--- DATASET ---

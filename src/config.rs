use clap::{Parser, ValueEnum};
use std::path::PathBuf;

use crate::intro::{IntroConfig, DEFAULT_STORAGE_KEY};
use crate::sound::SoundConfig;
use crate::visual::{AuroraConfig, Preset, SafeBand, SkyStyle, Theme};

#[derive(Parser, Debug, Clone)]
#[command(
    name = "nordic-aurora",
    version,
    about = "Procedural aurora sky with a one-time Nordic forest intro, drawn in a true-color terminal"
)]
pub struct Config {
    /// Starting theme; defaults to the saved preference, then dark.
    #[arg(long, value_enum)]
    pub theme: Option<ThemeArg>,

    #[arg(long, value_enum, default_value_t = PresetArg::Vivid)]
    pub preset: PresetArg,

    #[arg(long, value_enum, default_value_t = LightSkyArg::Pastel)]
    pub light_sky: LightSkyArg,

    /// Draw the aurora in the light theme too.
    #[arg(long, default_value_t = false)]
    pub show_in_light: bool,

    #[arg(long)]
    pub intensity: Option<f32>,

    #[arg(long)]
    pub max_opacity: Option<f32>,

    #[arg(long)]
    pub speed: Option<f32>,

    #[arg(long)]
    pub saturation: Option<f32>,

    #[arg(long)]
    pub contrast: Option<f32>,

    #[arg(long)]
    pub bloom: Option<f32>,

    #[arg(long)]
    pub ribbons: Option<u32>,

    /// Stars per 3600 logical px². Terminal cells are coarse, so the preset
    /// density is boosted unless this is set.
    #[arg(long)]
    pub star_density: Option<f32>,

    #[arg(long, default_value_t = false)]
    pub no_stars: bool,

    /// Dimmed band as `top,bottom[,reduce]` in viewport fractions, or `off`.
    #[arg(long, default_value = "0.30,0.75,0.65")]
    pub safe_band: String,

    #[arg(long)]
    pub seed: Option<u64>,

    #[arg(long, default_value_t = 30)]
    pub fps: u32,

    /// Device pixels per terminal half-block pixel, clamped to [1, 2].
    #[arg(long, default_value_t = 1.0)]
    pub dpr: f32,

    #[arg(long, default_value_t = true, action = clap::ArgAction::Set)]
    pub sync_updates: bool,

    #[arg(long, default_value_t = false)]
    pub force_intro: bool,

    #[arg(long, default_value_t = false, conflicts_with = "force_intro")]
    pub skip_intro: bool,

    #[arg(long, default_value_t = false)]
    pub reduced_motion: bool,

    #[arg(long, default_value_t = 24.0)]
    pub intro_ttl_hours: f64,

    #[arg(long, default_value_t = 5200)]
    pub intro_duration_ms: u64,

    #[arg(long, default_value = DEFAULT_STORAGE_KEY)]
    pub intro_key: String,

    #[arg(long, default_value = "Nordic Aurora")]
    pub name: String,

    /// Enable ambient sound for the intro.
    #[arg(long, default_value_t = false)]
    pub sound: bool,

    /// 16-bit PCM WAV looped as ambience instead of the synthesized wind.
    #[arg(long)]
    pub ambient_wav: Option<PathBuf>,

    #[arg(long, default_value_t = 0.35)]
    pub volume: f32,

    /// Preferences file; defaults to $XDG_CONFIG_HOME/nordic_aurora/prefs.txt.
    #[arg(long)]
    pub prefs: Option<PathBuf>,

    /// Keep preferences in memory only.
    #[arg(long, default_value_t = false)]
    pub no_prefs: bool,

    /// Write tracing output here; the terminal itself is owned by the renderer.
    #[arg(long)]
    pub log_file: Option<PathBuf>,

    #[arg(long, default_value = "info")]
    pub log_level: String,
}

#[derive(Debug, Clone, Copy, PartialEq, Eq, ValueEnum)]
pub enum ThemeArg {
    Dark,
    Light,
}

#[derive(Debug, Clone, Copy, PartialEq, Eq, ValueEnum)]
pub enum PresetArg {
    Minimal,
    Vivid,
    #[value(alias = "curtains", alias = "gpu")]
    Shader,
}

#[derive(Debug, Clone, Copy, PartialEq, Eq, ValueEnum)]
pub enum LightSkyArg {
    None,
    Pastel,
    White,
}

impl From<ThemeArg> for Theme {
    fn from(v: ThemeArg) -> Self {
        match v {
            ThemeArg::Dark => Theme::Dark,
            ThemeArg::Light => Theme::Light,
        }
    }
}

impl From<PresetArg> for Preset {
    fn from(v: PresetArg) -> Self {
        match v {
            PresetArg::Minimal => Preset::Minimal,
            PresetArg::Vivid => Preset::Vivid,
            PresetArg::Shader => Preset::Shader,
        }
    }
}

impl From<Preset> for PresetArg {
    fn from(v: Preset) -> Self {
        match v {
            Preset::Minimal => PresetArg::Minimal,
            Preset::Vivid => PresetArg::Vivid,
            Preset::Shader => PresetArg::Shader,
        }
    }
}

impl From<LightSkyArg> for SkyStyle {
    fn from(v: LightSkyArg) -> Self {
        match v {
            LightSkyArg::None => SkyStyle::None,
            LightSkyArg::Pastel => SkyStyle::Pastel,
            LightSkyArg::White => SkyStyle::White,
        }
    }
}

/// Star density multiplier applied to presets when drawing into terminal cells.
pub const TERMINAL_STAR_BOOST: f32 = 40.0;

/// Parses `top,bottom[,reduce]` or `off`/`none`.
pub fn parse_safe_band(raw: &str) -> Result<Option<SafeBand>, String> {
    let raw = raw.trim();
    if raw.eq_ignore_ascii_case("off") || raw.eq_ignore_ascii_case("none") {
        return Ok(None);
    }
    let parts: Vec<&str> = raw.split(',').map(str::trim).collect();
    if parts.len() < 2 || parts.len() > 3 {
        return Err(format!("expected top,bottom[,reduce], got {raw:?}"));
    }
    let num = |s: &str| s.parse::<f32>().map_err(|e| format!("{s:?}: {e}"));
    let mut band = SafeBand {
        top: num(parts[0])?,
        bottom: num(parts[1])?,
        ..SafeBand::default()
    };
    if let Some(r) = parts.get(2) {
        band.reduce = num(r)?;
    }
    Ok(Some(band))
}

impl Config {
    /// Background settings for `theme`, with CLI overrides on top of the preset.
    pub fn aurora_config(&self, theme: Theme) -> Result<AuroraConfig, String> {
        let preset: Preset = self.preset.into();
        let mut cfg = AuroraConfig::preset(preset, theme);
        cfg.light_sky = self.light_sky.into();
        cfg.show_in_light |= self.show_in_light;
        cfg.stars = !self.no_stars;
        cfg.star_density = self
            .star_density
            .unwrap_or(cfg.star_density * TERMINAL_STAR_BOOST);
        // Twinkle is motion; keep stars steady when asked to.
        cfg.star_twinkle = !self.reduced_motion;
        if let Some(v) = self.intensity {
            cfg.intensity = v;
        }
        if let Some(v) = self.max_opacity {
            cfg.max_opacity = v;
        }
        if let Some(v) = self.speed {
            cfg.speed = v;
        }
        if let Some(v) = self.saturation {
            cfg.saturation = v;
        }
        if let Some(v) = self.contrast {
            cfg.contrast = v;
        }
        if let Some(v) = self.bloom {
            cfg.bloom = v;
        }
        if let Some(v) = self.ribbons {
            cfg.ribbon_count = v;
        }
        cfg.safe_band = parse_safe_band(&self.safe_band)?;
        cfg.seed = self.seed;
        Ok(cfg.validated())
    }

    pub fn intro_config(&self, theme: Theme) -> IntroConfig {
        IntroConfig {
            storage_key: self.intro_key.clone(),
            ttl_hours: self.intro_ttl_hours,
            duration_ms: self.intro_duration_ms,
            reduced_motion: self.reduced_motion,
            force: self.force_intro,
            name: self.name.clone(),
            theme,
            allow_sound: self.sound,
            ..IntroConfig::default()
        }
    }

    pub fn sound_config(&self) -> SoundConfig {
        SoundConfig {
            volume: self.volume,
            ..SoundConfig::default()
        }
        .validated()
    }
}

#[cfg(test)]
mod tests {
    use super::*;

    #[test]
    fn safe_band_forms() {
        assert_eq!(parse_safe_band("off").expect("off"), None);
        let b = parse_safe_band("0.2, 0.6").expect("two").expect("band");
        assert_eq!((b.top, b.bottom, b.reduce), (0.2, 0.6, 0.65));
        let b = parse_safe_band("0.1,0.5,0.3").expect("three").expect("band");
        assert_eq!(b.reduce, 0.3);
        assert!(parse_safe_band("0.1").is_err());
        assert!(parse_safe_band("a,b").is_err());
    }

    #[test]
    fn cli_overrides_reach_the_config() {
        let cfg = Config::parse_from(["nordic-aurora", "--preset", "minimal", "--ribbons", "3", "--safe-band", "off"]);
        let a = cfg.aurora_config(Theme::Dark).expect("config");
        assert_eq!(a.preset, Preset::Minimal);
        assert_eq!(a.ribbon_count, 3);
        assert!(a.safe_band.is_none());
        assert!((a.star_density - 0.38 * TERMINAL_STAR_BOOST).abs() < 1e-4);
    }

    #[test]
    fn intro_flags_map_through() {
        let cfg = Config::parse_from(["nordic-aurora", "--force-intro", "--reduced-motion", "--intro-key", "intro:nordic:v9"]);
        let intro = cfg.intro_config(Theme::Light);
        assert!(intro.force && intro.reduced_motion);
        assert_eq!(intro.storage_key, "intro:nordic:v9");
        assert_eq!(intro.theme, Theme::Light);
    }
}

---

WORK TO BE COMPLETED:
Every line above that holds the string "Result" should be copied into the answer.

SOLUTION:
pub fn parse_safe_band(raw: &str) -> Result<Option<SafeBand>, String> {
    pub fn aurora_config(&self, theme: Theme) -> Result<AuroraConfig, String> {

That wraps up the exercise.